BAB 12 : BEHIND THE SECRET

2.4K 353 18
                                    

Aren berjalan ke luar, dengan niat menghampiri Marcus setelah didandani oleh Pere. Pelayan itu memasangkannya baju lelaki khas kota Tiasel yang memang agak sedikit terbuka di bagian dada.

Tetapi karena merasa sedikit tidak nyaman, Aren mengancingkannya kembali, dia tidak mengerti kenapa orang-orang di sini senang sekali memperlihatkan bagian dada sampai perut mereka. Tidak mungkin Aren memakai pakaian seperti itu. Karena dia tidak memiliki otot serta perut seksi yang perlu dipamerkan.

Rumah persinggahan ini sungguh sangat mewah, pasti memerlukan anggaran yang cukup besar.

Suara derap langkah kakinya menggema mengiringinya dalam perjalanan. Tiba di depan pintu besar berwarna coklat legam, langkah kaki Aren seketika terhenti.

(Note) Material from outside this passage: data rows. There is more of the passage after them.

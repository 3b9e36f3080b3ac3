//! Connector: the provider handle every resource is bound to

use crate::account::{AccountId, get_current_account_id};
use crate::context::AwsContext;
use crate::ec2::{Ec2Api, Ec2Client};
use anyhow::Result;
use ec2wrap_common::Settings;
use std::sync::Arc;

/// Supplies the EC2 API handle, the caller's account and adapter settings.
pub trait Connector: Send + Sync {
    fn api(&self) -> &dyn Ec2Api;

    /// Account id of the calling credentials
    fn account_id(&self) -> &str;

    fn settings(&self) -> &Settings;
}

/// Concrete connector over any [`Ec2Api`] implementation
pub struct Ec2Connector {
    api: Arc<dyn Ec2Api>,
    account_id: AccountId,
    settings: Settings,
}

impl Ec2Connector {
    pub fn new(api: Arc<dyn Ec2Api>, account_id: AccountId, settings: Settings) -> Self {
        Self {
            api,
            account_id,
            settings,
        }
    }

    /// Build an SDK-backed connector, resolving the account through STS.
    pub async fn from_context(ctx: &AwsContext, settings: Settings) -> Result<Self> {
        let account_id = get_current_account_id(ctx).await?;
        Ok(Self::new(
            Arc::new(Ec2Client::from_context(ctx)),
            account_id,
            settings,
        ))
    }

    /// Wrap into the shared handle resources hold
    pub fn shared(self) -> Arc<dyn Connector> {
        Arc::new(self)
    }
}

impl Connector for Ec2Connector {
    fn api(&self) -> &dyn Ec2Api {
        self.api.as_ref()
    }

    fn account_id(&self) -> &str {
        self.account_id.as_str()
    }

    fn settings(&self) -> &Settings {
        &self.settings
    }
}

impl std::fmt::Debug for Ec2Connector {
    fn fmt(&self, f: &mut std::fmt::Formatter<'_>) -> std::fmt::Result {
        f.debug_struct("Ec2Connector")
            .field("account_id", &self.account_id)
            .field("settings", &self.settings)
            .finish_non_exhaustive()
    }
}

Pintu itu tidak tertutup, melainkan memberikan sedikit celah kecil. Aren yang penasaran pun ingin mengintip sebentar.

karena celah yang kecil, Aren tidak bisa melihat siapapun, tapi dia mendengar satu suara yang berbicara. dan Aren sangat mengenal siapa pemilik suara tersebut.

Suara itu milik Gerald.

Kakak pertamanya.

"Seperti itu lah petunjuk terakhir yang bisa kami temukan, pantas saja aku curiga kenapa tidak ada satu pun yang bisa kami temukan jejaknya. Oh ya tuhan, adikku tersayang, apa yang telah engkau lakukan Aren. Apabila Ayahku  mengetahui hal ini sedikit saja, Aren akan langsung diinterogasi, Yang Mulia, aku mohon tolong sembunyikan fakta ini dari adikku, mungkin dia tidak bisa mengingat kejadian yang menimpa dirinya saat itu."

Suara helaan nafas berat terdengar.

"Cepat atau lambat, Aren akan tahu sendiri, atau mungkin dia akan mengingatnya." Suara Marcus terdiam sesaat.

"Semua ini hanya tentang waktu." lanjutnya.

Ketika sang tunangannya berkata seperti itu, terjadi keheningan yang mencekat. Jantung Aren terasa sakit sekali.

"Kakak, aku rasa kakak perlu memperhatikan kak Aren lebih banyak, kita masih tidak tahu kenapa sebab Kak Aren..

bunuh diri. " Ariana, adik satu ibu dan ayah dari sang Putra Mahkota itu akhirnya bersuara. Siapa sangka, perkataannya membuat seseorang terpaku di tempat.

Aren, yang masih berdiri di depan pintu itu secara tidak sadar nafasnya seketika terhenti.

Kemudian di ruang itu, suara perdebatan terus berlanjut yang terasa kabur di telinga Aren.

Tangannya meraba secara perlahan ke arah jantungnya sendiri, dengan itu Aren bisa merasakan secara langsung degupan dan suara jantungnya yang kencang serta menggebu-gebu.

Pantas saja..

Pantas saja..

Pantas saja kenapa tidak ada petunjuk..

Aren menjauh dari pintu itu.

'kenapa? apa sebabnya Arennanh bunuh diri, kenapa aku tidak menerima ingatannya?!'

Aren menjambak dan meremas rambutnya sendiri, kepalanya pusing sekali, seolah-olah bumi berputar dari porosnya.

'kenapa kau bunuh diri Arennanh? apa yang terjadi pada mu?'

Dia tidak bisa mengingatnya, dan entah mengapa air mata mengalir deras dari matanya. Aren menangis tanpa suara, bersama dengan jejak kebingungan yang terpatri dari wajahnya.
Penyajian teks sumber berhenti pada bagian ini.